Hikâyemiz kadim bir trenin toy ama kalple çalışan bir vagonu. Hikâyemiz yazıldıkça yeniden öğreten yıllanmış bir tat. Hikâyemizin adı HUS. İşte bunlar hep şarap :)
Sevgiyle…
JUAN PABLO DIAZ LEON
(28.06.1987 - 21.10.2021)
34 yaşında gencecik bir adam geçti Urla'dan.
Şili'nin Vina del Mar (Denizin Bağları) şehrinde başlamıştı hayat macerası. Kocaman sevgi dolu, sımsıcak bir ailesi vardı. Her şeyi tamamdı.
Büyüdü, okullarını bitirdi. Gazeteci oldu. Araştırmayı, yorumlamayı, sorgulamayı severdi. Dünyayı merak etti. Çıktı ülkesinden. İlk kapısı Montreal'di. Aniden buluverdi hayatının aşkını. Bırakmadı peşini.
26 yaşında gencecik bir adam geldi Urla'ya. Aşkının peşinden. Sevgili oldu, can oldu, yoldaş oldu. Kocaman sevgi dolu bir aile buldu. Dertlere, sevinçlere ortak oldu. Sevgiyle el ele verdiler. Aile oldular. Her şeyi tamdı.

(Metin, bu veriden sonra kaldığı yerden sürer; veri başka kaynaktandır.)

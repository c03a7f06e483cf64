//! Gamma command-line front-end.
//!
//! Reads a command stream from stdin (or `--input`), starts a batch or
//! interactive game from its first mode line, and answers on stdout.
//! Protocol errors go to stderr; so do logs, filtered by `RUST_LOG`.

mod batch;
mod command;
mod interactive;
mod start;

use anyhow::Context;
use clap::Parser;
use command::LineReader;
use start::SummaryFormat;
use std::fs::File;
use std::io::{self, BufRead, BufReader};
use std::path::PathBuf;
use tracing_subscriber::{layer::SubscriberExt, util::SubscriberInitExt};

/// Gamma - a territory game for several players
#[derive(Parser, Debug)]
#[command(name = "gamma")]
#[command(author, version, about, long_about = None)]
struct Args {
    /// Read commands from this file instead of stdin
    #[arg(short, long)]
    input: Option<PathBuf>,

    /// Print a per-player summary after batch mode
    #[arg(long, value_enum)]
    summary: Option<SummaryFormat>,
}

fn main() -> anyhow::Result<()> {
    tracing_subscriber::registry()
        .with(tracing_subscriber::EnvFilter::new(
            std::env::var("RUST_LOG").unwrap_or_else(|_| "warn".into()),
        ))
        .with(tracing_subscriber::fmt::layer().with_writer(io::stderr))
        .init();

    let args = Args::parse();

    let input: Box<dyn BufRead> = match &args.input {
        Some(path) => {
            let file = File::open(path)
                .with_context(|| format!("cannot open {}", path.display()))?;
            Box::new(BufReader::new(file))
        }
        None => Box::new(io::stdin().lock()),
    };

    let mut lines = LineReader::new(input);
    let mut out = io::stdout().lock();
    let mut err = io::stderr().lock();
    start::run(&mut lines, &mut out, &mut err, args.summary)
}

30 yaşında gencecik bir adam baba oldu Urla'da. Mila dedi kızına. Çok sevdi kızını. Santiago'yu sever gibi, Urla'yı sever gibi. Hiç ayrılmamacasına. Kendi dilinde üfledi kızının kulağına. En çok da kızının sesinden duydu kendi dilini. Her şeyi tamdı.
30 yaşında gencecik bir adam kendini buldu Urla'da. Eşiyle el ele verdi. 'Şarap üreteceğiz' dedi. 'HUS' dedi şarabına. Gece çalıştı, gündüz çalıştı, yazda çalıştı, kışta çalıştı. Bağda, mahzende, her yerde çalıştı. Bu toprağın, bu güneşin tadını şarabında topladı. Her şeyi tamdı.
34 yaşında gencecik bir adam yitti Urla'da. Yatakta oynarken kızıyla duruverdi kalbi. E haliyle doyamadı kızına. Doyamadı eşine. Doyamadı yaptığı, başardığı bunca şeye. Doyamadı sevdiği her şeye, herkese. Her şeyimiz eksik kaldı.
34 yaşında bir adam izini bıraktı Urla'da. Dünyanın öte ucundan, Şili'den geldi. Çok sevdi, çok sevildi. Her zaman incelikle, her zaman neşeyle, her zaman nezaketle yaşadı. Bizlere HUS'ta yaşayacağımız güzel günler armağan etti.
Canımız Juan, seni hiç unutmayacağız.